На сегодня хватит, сказал он.
И поднялся.
Можете одеться.
Go maith.
Простите?
Хорошо, сказала она. Очень хорошо.
Чаю? — спросил он.
Она кивнула.
Да, спасибо.
Он зажег газ, поставил чайник.
Молока нет, сказал он.
Она пожала плечами.
Gan bainne, mar sin.
Он повернулся спиной, давая ей одеться. Она ело жила простыню, одеяло, пристроила сверху подушку. Вышла наружу. Он следом, подал ей чашку черного чая.
Спасибо, Марейд.
Та failte romhat. Не за что.
Они стояли рядом среди свежести утра: солнце поблескивало на воде, волны набегали на скалы, парили чайки, шумливые даже в этот ранний час, на небе еще не истаял розовый свет.
Придете еще?
Откуда-то выпрыгнул кролик, сбил со стеблей травы капли росы, они заискрились в солнечном свете.
Да.
Завтра?
Да.
Она вернула ему чашку, завязала волосы и ушла, зашагала назад к деревне, к матери.
Ты где была?
Гуляла.
Хорошо тебе.
Легче стало.
Мы с завтраком запаздываем. Джей-Пи уже тут бродит.
Подождет.
У тебя вид усталый. Ты вообще спала?
Все нормально.
Яйца собрала?
Нет.
Иди собери.
Когда она вернулась с корзинкой яиц, Массон уже сидел за столом. Он подмигнул ей.
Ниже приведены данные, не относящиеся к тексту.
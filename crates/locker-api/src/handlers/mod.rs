//! HTTP request handlers, one module per resource.

pub mod auth;
pub mod categorize;
pub mod document;
pub mod folder;
pub mod health;
pub mod object;
pub mod share;
pub mod trash;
Maidin mhaith, a Mhairead.
Доброе утро, Джей-Пи.
По-английски, Марейд? Ты же не говоришь по-английски.
Она пожала плечами, встала рядом с матерью у очага.
Яиц сколько?
Одиннадцать.
Нормально. На обед яичницу приготовим.
А на ужин?
Попрошу Джеймса поймать кроликов. Хлеба нарежь. Каша готова.
Джеймс тоже уселся за стол.
Мам, у тебя вид усталый.
Правда?
Точно, Марейд, сказал Массон. Вы не спали?
Он улыбнулся ей. Она взглянула на сына.
Пошла с утра погулять, Джеймс. Наверное, поэтому
А куда ты ходила?
За деревню. К утесам.
Как там мистер Ллойд?
Она задержала его взгляд.
Я в другую сторону ходила, Джеймс.
А на обратном пути?
Рано было. Он, видимо, еще спал.
Я туда собираюсь сегодня, сказал Джеймс. Еды ему отнесу.
Ему молока нужно, сказала Марейд.
И еще яиц, сказала Бан И Нил.
Я б к нему не совался, Шимас, сказал Массон. Он
хочет побыть в одиночестве.
У него, небось, продукты закончились. И не называйте меня Шимас.
Бан И Нил подлила всем чаю.
Может, Джей-Пи и прав, сказала Марейд. Не стоит его беспокоить.
Он голодать будет, мам.
Проголодается — сюда придет, сказала Марейд.
Джеймс забрал из мастерской уголь, карандаши и блокнот и зашагал на другую сторону острова — паутинки не тронуты, роса не сбита, лежит как лежала, на стеблях травы.
Врун из тебя так себе, мам.
Он внимательно смотрел вокруг, выискивая траву, недавно примятую лапами кроликов, прослеживая путь к норке, возле которой есть свежий след. Поставил у норки сеть, присел рядом, стал дожидаться кролика — тот выскочил почти сразу. Завернул его в сеть, схватил за задние лапы, поднял, размозжил голову о камень. Вытащил кролика из окровавленной сети, положил на траву, нарисовал перепуганные глаза и розовый язык, свесившийся изо рта сбоку, между покрасневшими зубами сбегает струйка крови. Смерть кролика, посвежее, чем у вас, мистер Ллойд. Поднял кролика и пошел дальше, выследил и убил второго. Положил обоих на землю, лапами внахлест, стал зарисовывать, сперва карандашом, потом углем, снова и снова, чтобы ухватить момент смерти, в данном случае — внезапной, пара секунд — и все кончено, один удар, а вот у отца смерть была медленной, море заливалось ему в джемпер, в брюки, заполняло ботинки — зашнурованы слишком туго, не сбросишь, рыбацкие ботинки, настолько тяжелые, что учиться плавать бессмысленно, потому что, если ты оказался в воде в этих ботинках, смерть неотвратима. Лучше не носить таких ботинок. Не становиться рыбаком. Лучше стать художником, изображать смерть, а не умирать самому.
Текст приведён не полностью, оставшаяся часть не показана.